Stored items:
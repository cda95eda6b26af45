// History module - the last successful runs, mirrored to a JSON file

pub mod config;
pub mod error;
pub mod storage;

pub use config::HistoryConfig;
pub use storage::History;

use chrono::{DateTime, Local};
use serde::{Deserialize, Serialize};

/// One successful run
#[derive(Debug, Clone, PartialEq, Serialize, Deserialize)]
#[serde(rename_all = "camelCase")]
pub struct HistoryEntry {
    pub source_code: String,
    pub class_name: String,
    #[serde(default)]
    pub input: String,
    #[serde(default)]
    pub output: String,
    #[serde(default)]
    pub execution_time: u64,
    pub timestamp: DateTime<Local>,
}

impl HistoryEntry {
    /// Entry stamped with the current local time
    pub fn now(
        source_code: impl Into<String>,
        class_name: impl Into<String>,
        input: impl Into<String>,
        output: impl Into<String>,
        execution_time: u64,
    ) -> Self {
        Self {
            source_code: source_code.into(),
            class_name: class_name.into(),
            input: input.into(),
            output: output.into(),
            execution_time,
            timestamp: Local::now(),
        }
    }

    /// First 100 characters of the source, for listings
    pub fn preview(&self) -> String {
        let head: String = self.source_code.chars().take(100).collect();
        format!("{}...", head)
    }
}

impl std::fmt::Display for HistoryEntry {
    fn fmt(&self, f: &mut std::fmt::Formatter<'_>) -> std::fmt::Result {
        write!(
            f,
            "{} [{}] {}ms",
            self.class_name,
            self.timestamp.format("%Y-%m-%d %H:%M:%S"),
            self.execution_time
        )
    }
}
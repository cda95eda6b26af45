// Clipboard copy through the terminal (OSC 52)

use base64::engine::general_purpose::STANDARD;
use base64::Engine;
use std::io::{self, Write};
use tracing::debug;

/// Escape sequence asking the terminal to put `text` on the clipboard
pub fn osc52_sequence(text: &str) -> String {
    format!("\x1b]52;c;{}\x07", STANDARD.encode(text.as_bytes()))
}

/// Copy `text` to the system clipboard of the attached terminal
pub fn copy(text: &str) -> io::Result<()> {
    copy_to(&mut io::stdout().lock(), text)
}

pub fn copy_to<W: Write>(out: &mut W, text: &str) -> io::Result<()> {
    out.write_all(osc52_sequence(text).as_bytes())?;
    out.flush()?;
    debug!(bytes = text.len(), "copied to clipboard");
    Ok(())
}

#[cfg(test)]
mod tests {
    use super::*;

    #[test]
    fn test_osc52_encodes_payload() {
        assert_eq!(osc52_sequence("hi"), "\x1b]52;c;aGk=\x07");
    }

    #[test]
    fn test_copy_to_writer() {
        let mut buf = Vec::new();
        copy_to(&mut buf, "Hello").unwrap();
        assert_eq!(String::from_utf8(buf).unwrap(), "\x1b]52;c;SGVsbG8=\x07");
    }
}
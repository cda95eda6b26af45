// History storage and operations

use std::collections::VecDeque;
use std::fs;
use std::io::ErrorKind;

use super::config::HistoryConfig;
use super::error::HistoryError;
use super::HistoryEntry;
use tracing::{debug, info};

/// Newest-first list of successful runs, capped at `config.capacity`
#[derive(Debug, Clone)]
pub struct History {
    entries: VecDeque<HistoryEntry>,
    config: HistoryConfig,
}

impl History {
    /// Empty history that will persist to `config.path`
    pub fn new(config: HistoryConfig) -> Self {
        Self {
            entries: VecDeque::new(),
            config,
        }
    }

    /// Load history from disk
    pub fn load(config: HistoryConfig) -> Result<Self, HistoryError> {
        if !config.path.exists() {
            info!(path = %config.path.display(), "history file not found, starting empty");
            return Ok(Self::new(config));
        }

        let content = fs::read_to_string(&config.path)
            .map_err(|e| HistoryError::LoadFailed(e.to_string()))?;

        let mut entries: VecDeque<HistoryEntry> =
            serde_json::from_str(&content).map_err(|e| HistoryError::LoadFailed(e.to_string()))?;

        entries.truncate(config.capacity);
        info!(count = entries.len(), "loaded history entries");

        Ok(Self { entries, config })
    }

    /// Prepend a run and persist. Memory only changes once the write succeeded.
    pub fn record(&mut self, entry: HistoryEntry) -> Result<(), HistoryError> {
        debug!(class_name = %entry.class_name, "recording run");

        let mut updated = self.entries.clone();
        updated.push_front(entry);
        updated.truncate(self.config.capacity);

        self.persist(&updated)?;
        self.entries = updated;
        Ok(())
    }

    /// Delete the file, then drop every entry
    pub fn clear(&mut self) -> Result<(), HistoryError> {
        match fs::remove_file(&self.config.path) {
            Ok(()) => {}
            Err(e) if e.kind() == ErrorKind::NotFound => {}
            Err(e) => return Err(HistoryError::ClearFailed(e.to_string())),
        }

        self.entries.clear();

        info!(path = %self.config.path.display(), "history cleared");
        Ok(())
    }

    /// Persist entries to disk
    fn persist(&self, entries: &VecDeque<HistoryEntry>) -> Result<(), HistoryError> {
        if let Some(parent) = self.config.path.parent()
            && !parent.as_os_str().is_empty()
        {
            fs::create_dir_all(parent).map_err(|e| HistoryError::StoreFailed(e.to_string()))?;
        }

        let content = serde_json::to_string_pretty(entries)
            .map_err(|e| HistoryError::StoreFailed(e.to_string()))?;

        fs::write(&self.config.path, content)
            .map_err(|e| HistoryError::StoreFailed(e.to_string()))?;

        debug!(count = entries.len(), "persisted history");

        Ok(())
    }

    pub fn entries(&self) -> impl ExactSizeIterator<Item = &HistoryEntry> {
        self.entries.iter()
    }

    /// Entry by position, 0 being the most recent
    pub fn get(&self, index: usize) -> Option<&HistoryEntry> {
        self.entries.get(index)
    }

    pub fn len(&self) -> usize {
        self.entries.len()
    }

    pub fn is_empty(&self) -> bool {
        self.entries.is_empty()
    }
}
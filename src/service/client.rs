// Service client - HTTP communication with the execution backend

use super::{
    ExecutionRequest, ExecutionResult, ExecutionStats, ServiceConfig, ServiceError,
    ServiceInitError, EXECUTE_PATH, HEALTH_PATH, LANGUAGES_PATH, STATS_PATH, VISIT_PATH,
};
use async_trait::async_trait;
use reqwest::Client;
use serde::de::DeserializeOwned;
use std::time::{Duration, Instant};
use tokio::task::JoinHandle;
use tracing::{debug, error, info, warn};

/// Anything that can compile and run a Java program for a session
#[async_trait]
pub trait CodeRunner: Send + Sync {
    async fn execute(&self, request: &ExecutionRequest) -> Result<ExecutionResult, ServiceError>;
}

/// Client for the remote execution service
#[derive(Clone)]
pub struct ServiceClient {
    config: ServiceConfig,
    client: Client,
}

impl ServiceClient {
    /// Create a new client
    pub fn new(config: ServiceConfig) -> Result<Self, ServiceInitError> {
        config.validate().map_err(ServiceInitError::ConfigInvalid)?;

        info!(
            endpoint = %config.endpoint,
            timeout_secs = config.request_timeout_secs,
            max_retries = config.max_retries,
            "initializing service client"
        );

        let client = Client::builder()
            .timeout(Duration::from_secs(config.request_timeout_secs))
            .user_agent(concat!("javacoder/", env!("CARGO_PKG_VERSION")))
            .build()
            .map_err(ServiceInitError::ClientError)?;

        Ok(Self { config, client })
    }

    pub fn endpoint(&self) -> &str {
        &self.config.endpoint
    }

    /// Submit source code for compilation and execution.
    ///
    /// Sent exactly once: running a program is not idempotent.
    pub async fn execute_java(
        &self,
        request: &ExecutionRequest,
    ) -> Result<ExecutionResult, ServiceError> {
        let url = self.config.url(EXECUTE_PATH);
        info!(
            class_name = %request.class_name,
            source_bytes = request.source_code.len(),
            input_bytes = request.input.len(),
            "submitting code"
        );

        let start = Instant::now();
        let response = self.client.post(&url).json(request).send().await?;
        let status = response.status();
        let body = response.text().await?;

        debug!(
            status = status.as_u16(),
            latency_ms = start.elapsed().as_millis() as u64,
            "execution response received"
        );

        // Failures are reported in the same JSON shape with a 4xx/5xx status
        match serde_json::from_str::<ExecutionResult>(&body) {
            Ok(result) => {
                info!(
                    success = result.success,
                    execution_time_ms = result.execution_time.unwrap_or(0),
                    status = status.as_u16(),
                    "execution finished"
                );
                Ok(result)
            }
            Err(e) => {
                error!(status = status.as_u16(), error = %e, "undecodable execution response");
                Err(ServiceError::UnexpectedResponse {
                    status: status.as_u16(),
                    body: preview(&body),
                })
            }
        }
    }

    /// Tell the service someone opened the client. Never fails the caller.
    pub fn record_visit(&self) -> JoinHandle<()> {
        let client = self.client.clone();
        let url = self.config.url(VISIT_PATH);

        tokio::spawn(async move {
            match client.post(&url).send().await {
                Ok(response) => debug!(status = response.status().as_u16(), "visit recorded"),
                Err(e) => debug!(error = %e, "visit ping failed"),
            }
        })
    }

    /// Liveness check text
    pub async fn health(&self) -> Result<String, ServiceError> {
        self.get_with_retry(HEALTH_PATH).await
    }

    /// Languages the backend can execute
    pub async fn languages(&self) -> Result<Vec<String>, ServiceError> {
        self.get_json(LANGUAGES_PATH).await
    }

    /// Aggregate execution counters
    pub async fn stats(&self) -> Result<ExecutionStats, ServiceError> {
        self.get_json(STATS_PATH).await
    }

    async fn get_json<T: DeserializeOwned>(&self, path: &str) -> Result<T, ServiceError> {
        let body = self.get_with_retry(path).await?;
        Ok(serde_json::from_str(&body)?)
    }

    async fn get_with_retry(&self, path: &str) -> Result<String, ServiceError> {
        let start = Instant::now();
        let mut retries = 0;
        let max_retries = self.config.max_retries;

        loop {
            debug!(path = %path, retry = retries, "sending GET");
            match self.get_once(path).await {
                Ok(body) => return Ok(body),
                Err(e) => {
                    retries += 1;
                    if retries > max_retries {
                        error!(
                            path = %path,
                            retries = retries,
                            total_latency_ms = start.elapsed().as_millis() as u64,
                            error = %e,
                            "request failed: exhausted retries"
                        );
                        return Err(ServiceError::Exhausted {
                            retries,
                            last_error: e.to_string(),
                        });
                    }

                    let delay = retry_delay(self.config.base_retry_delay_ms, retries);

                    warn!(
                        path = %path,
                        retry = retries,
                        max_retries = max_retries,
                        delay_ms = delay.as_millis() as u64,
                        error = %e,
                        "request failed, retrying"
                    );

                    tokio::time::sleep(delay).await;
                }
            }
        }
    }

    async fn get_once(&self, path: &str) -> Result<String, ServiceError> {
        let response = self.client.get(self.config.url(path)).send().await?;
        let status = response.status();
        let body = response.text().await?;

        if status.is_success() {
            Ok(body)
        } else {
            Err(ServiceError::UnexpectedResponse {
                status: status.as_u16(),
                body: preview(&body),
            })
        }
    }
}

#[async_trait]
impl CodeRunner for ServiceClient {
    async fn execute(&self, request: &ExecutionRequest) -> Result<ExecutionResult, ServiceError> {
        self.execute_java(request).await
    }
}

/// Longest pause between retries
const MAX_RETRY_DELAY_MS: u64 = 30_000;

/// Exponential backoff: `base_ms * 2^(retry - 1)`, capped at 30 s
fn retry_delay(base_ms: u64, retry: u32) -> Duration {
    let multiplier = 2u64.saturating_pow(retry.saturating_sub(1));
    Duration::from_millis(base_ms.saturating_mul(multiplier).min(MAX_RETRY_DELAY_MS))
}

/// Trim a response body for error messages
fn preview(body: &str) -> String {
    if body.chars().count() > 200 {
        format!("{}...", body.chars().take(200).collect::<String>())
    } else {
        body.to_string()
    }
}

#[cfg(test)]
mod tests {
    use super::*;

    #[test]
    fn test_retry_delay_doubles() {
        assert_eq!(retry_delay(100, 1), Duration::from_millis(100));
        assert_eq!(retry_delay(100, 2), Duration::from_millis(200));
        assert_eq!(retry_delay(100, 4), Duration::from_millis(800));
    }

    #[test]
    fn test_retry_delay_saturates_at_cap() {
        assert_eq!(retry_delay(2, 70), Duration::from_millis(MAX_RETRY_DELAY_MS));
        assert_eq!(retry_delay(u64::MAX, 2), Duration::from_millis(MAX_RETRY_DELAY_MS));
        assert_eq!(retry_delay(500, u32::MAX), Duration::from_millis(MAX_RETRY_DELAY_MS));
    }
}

• Task prompt: Although the records may continue, retype only the lines from the first one through the one containing "#[derive(Debug, Clone, PartialEq, Serialize, Deserialize)]", exactly as they appear.

• Task answer:
repository cda95eda6b26af45
// History module - the last successful runs, mirrored to a JSON file

pub mod config;
pub mod error;
pub mod storage;

pub use config::HistoryConfig;
pub use storage::History;

use chrono::{DateTime, Local};
use serde::{Deserialize, Serialize};

/// One successful run
#[derive(Debug, Clone, PartialEq, Serialize, Deserialize)]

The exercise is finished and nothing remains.